# D. ebraccatus?



## AndyShores (Jan 6, 2009)

These were sold to me as H. leucophyllata... but I have to assume they are D. ebraccatus when comparing them to pics I've seen. I realize D. ebraccatus are not so common in the hobby, but this lady breeds them - if that is what they indeed are. Any ID help would be awesome - Andy


----------



## AndyShores (Jan 6, 2009)

another one...


----------



## AndyShores (Jan 6, 2009)

Realized that it might help out if I de-nerdified my post, Clown tree frog vs. Hourglass tree frog. I'm really leaning towards ebraccatus (hourglass). The snout seems stubbier than most pics of clowns i could find, and the pattern is less often broken up on the clowns, and they seem to lack the "speckling" the hourglass TF have.
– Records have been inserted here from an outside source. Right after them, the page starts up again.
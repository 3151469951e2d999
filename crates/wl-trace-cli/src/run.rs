// Copyright 2025 Schelling Point Labs Inc
// SPDX-License-Identifier: AGPL-3.0-only

//! Live tracing: spawn the program behind a fresh proxy socket
//!
//! The run ends once the program has exited and every session it opened is
//! closed, on SIGINT/SIGTERM, or when the compositor cannot be reached.

use crate::config::Settings;
use crate::endpoint::Endpoints;
use crate::exit::TraceFailure;
use crate::output::spawn_writer;
use anyhow::{Context, Result};
use nix::sys::signal::{kill, Signal};
use nix::unistd::Pid;
use std::fs::File;
use std::io::BufWriter;
use std::os::fd::AsFd;
use std::path::PathBuf;
use std::process::{ExitStatus, Stdio};
use std::time::Duration;
use tokio::process::{Child, Command};
use tokio::signal::unix::{signal, SignalKind};
use tokio::sync::mpsc;
use tracing::{debug, error, info, warn};
use wl_trace_decoder::Observer;
use wl_trace_proto::CaptureWriter;
use wl_trace_relay::{spawn_observer, Proxy, ProxyEvent, RelayError};

/// How long the program gets to exit after SIGTERM before it is killed
const TERMINATE_GRACE: Duration = Duration::from_secs(2);

#[derive(clap::Args, Debug, Clone)]
pub struct RunArgs {
    /// Record raw relayed traffic to this file for later `replay`
    #[arg(long, value_name = "FILE")]
    pub capture: Option<PathBuf>,
    /// Program to start, followed by its arguments
    #[arg(
        required = true,
        trailing_var_arg = true,
        allow_hyphen_values = true,
        value_name = "PROGRAM"
    )]
    pub command: Vec<String>,
}

pub async fn run(args: RunArgs, settings: Settings) -> Result<()> {
    let (name, program_args) = args
        .command
        .split_first()
        .context("no program given")?;
    let program = which::which(name).map_err(|source| TraceFailure::TargetNotFound {
        program: name.clone(),
        source,
    })?;
    let endpoints = Endpoints::from_env(std::process::id())?;
    debug!(upstream = %endpoints.upstream.display(), proxy = %endpoints.proxy.display(), "endpoints resolved");

    let capture = match args.capture.as_ref().or(settings.capture.as_ref()) {
        Some(path) => {
            let file = File::create(path)
                .with_context(|| format!("creating capture {}", path.display()))?;
            info!(path = %path.display(), "recording capture");
            Some(CaptureWriter::new(BufWriter::new(file))?)
        }
        None => None,
    };

    let (events_tx, events_rx) = mpsc::unbounded_channel();
    let (lines_tx, lines_rx) = mpsc::unbounded_channel();
    let writer = spawn_writer(tokio::io::stdout(), lines_rx);
    let observer = spawn_observer(
        Observer::new(settings.schema, settings.filter),
        capture,
        events_rx,
        lines_tx,
    );
    let mut proxy = Proxy::bind(&endpoints.proxy, &endpoints.upstream, events_tx)?;

    let mut child = Command::new(&program)
        .args(program_args)
        .env("WAYLAND_DISPLAY", &endpoints.display)
        .stdin(Stdio::inherit())
        .stdout(stderr_stdio()?)
        .stderr(Stdio::inherit())
        .kill_on_drop(true)
        .spawn()
        .map_err(|source| TraceFailure::Spawn {
            program: program.clone(),
            source,
        })?;
    info!(pid = child.id(), program = %program.display(), "started program");

    let outcome = supervise(&mut proxy, &mut child).await;

    proxy.shutdown().await;
    drop(proxy);
    if let Ok(None) = child.try_wait() {
        terminate(&mut child).await;
    }

    if let Err(e) = observer.await {
        warn!("observer task failed: {e}");
    }
    match writer.await {
        Ok(Ok(lines)) => debug!(lines, "observation stream closed"),
        Ok(Err(e)) => warn!("writing observation stream failed: {e}"),
        Err(e) => warn!("writer task failed: {e}"),
    }

    outcome
}

/// Child stdout shares our stderr; stdout belongs to the observation stream
fn stderr_stdio() -> Result<Stdio> {
    let fd = std::io::stderr()
        .as_fd()
        .try_clone_to_owned()
        .context("duplicating stderr")?;
    Ok(Stdio::from(fd))
}

async fn supervise(proxy: &mut Proxy, child: &mut Child) -> Result<()> {
    let mut sigint = signal(SignalKind::interrupt())?;
    let mut sigterm = signal(SignalKind::terminate())?;
    let mut exited: Option<ExitStatus> = None;

    loop {
        if exited.is_some() && proxy.active_sessions() == 0 {
            return Ok(());
        }

        tokio::select! {
            event = proxy.next_event() => match event? {
                ProxyEvent::Accepted { session } => debug!(session, "session started"),
                ProxyEvent::Finished { session, result: Ok(()) } => {
                    info!(session, "session finished");
                }
                ProxyEvent::Finished {
                    session,
                    result: Err(RelayError::UpstreamUnavailable { path, source }),
                } => {
                    error!(session, "compositor unreachable: {source}");
                    return Err(TraceFailure::UpstreamUnreachable { path }.into());
                }
                ProxyEvent::Finished { session, result: Err(e) } => {
                    warn!(session, "session ended: {e}");
                }
            },
            status = child.wait(), if exited.is_none() => {
                let status = status.context("waiting for program")?;
                if status.success() {
                    info!("program exited");
                } else {
                    warn!(%status, "program exited with failure");
                }
                exited = Some(status);
            }
            _ = sigint.recv() => {
                info!(operation = "shutdown", signal = "SIGINT", "Received SIGINT, shutting down");
                return Ok(());
            }
            _ = sigterm.recv() => {
                info!(operation = "shutdown", signal = "SIGTERM", "Received SIGTERM, shutting down");
                return Ok(());
            }
        }
    }
}

/// SIGTERM, then SIGKILL if the program outlives the grace period
async fn terminate(child: &mut Child) {
    let Some(pid) = child.id() else {
        return;
    };
    debug!(pid, "terminating program");
    let Ok(raw) = i32::try_from(pid) else {
        return;
    };
    if let Err(e) = kill(Pid::from_raw(raw), Signal::SIGTERM) {
        debug!(pid, "SIGTERM failed: {e}");
    }

    match tokio::time::timeout(TERMINATE_GRACE, child.wait()).await {
        Ok(Ok(status)) => debug!(%status, "program terminated"),
        Ok(Err(e)) => warn!("waiting for program: {e}"),
        Err(_) => {
            warn!(pid, "program ignored SIGTERM, killing it");
            if let Err(e) = child.kill().await {
                warn!("killing program failed: {e}");
            }
        }
    }
}

#[cfg(test)]
mod tests {
    use super::*;
    use crate::exit::EXIT_TARGET_NOT_FOUND;
    use wl_trace_decoder::Filter;
    use wl_trace_schema::Schema;

    #[tokio::test]
    async fn test_missing_program_is_target_not_found() {
        let args = RunArgs {
            capture: None,
            command: vec!["wl-trace-no-such-program".to_string()],
        };
        let settings = Settings::new(Filter::allow_all(), Schema::builtin());

        let err = run(args, settings).await.unwrap_err();
        assert_eq!(crate::exit_code(&err), EXIT_TARGET_NOT_FOUND);
        assert!(err.to_string().contains("wl-trace-no-such-program"));
    }
}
I realize I've basically answered my own question, but I also have heard time and again that ebraccatus are overly rare in the hobby.. so therein lies my confusion.


----------



## Otis (Apr 16, 2006)

Hey Andy,
I do not know of any breeder that is currently selling these frogs, but I know that Black Jungle has had them in the past. They are awsome little frogs, but I have never kept clowns, so I cann't talk without bias. For housing you can put 5-6 in a 10-15 gallon (highs are better than standard sizes), and for feeding you can use drosophila until they are at least 6 months old. 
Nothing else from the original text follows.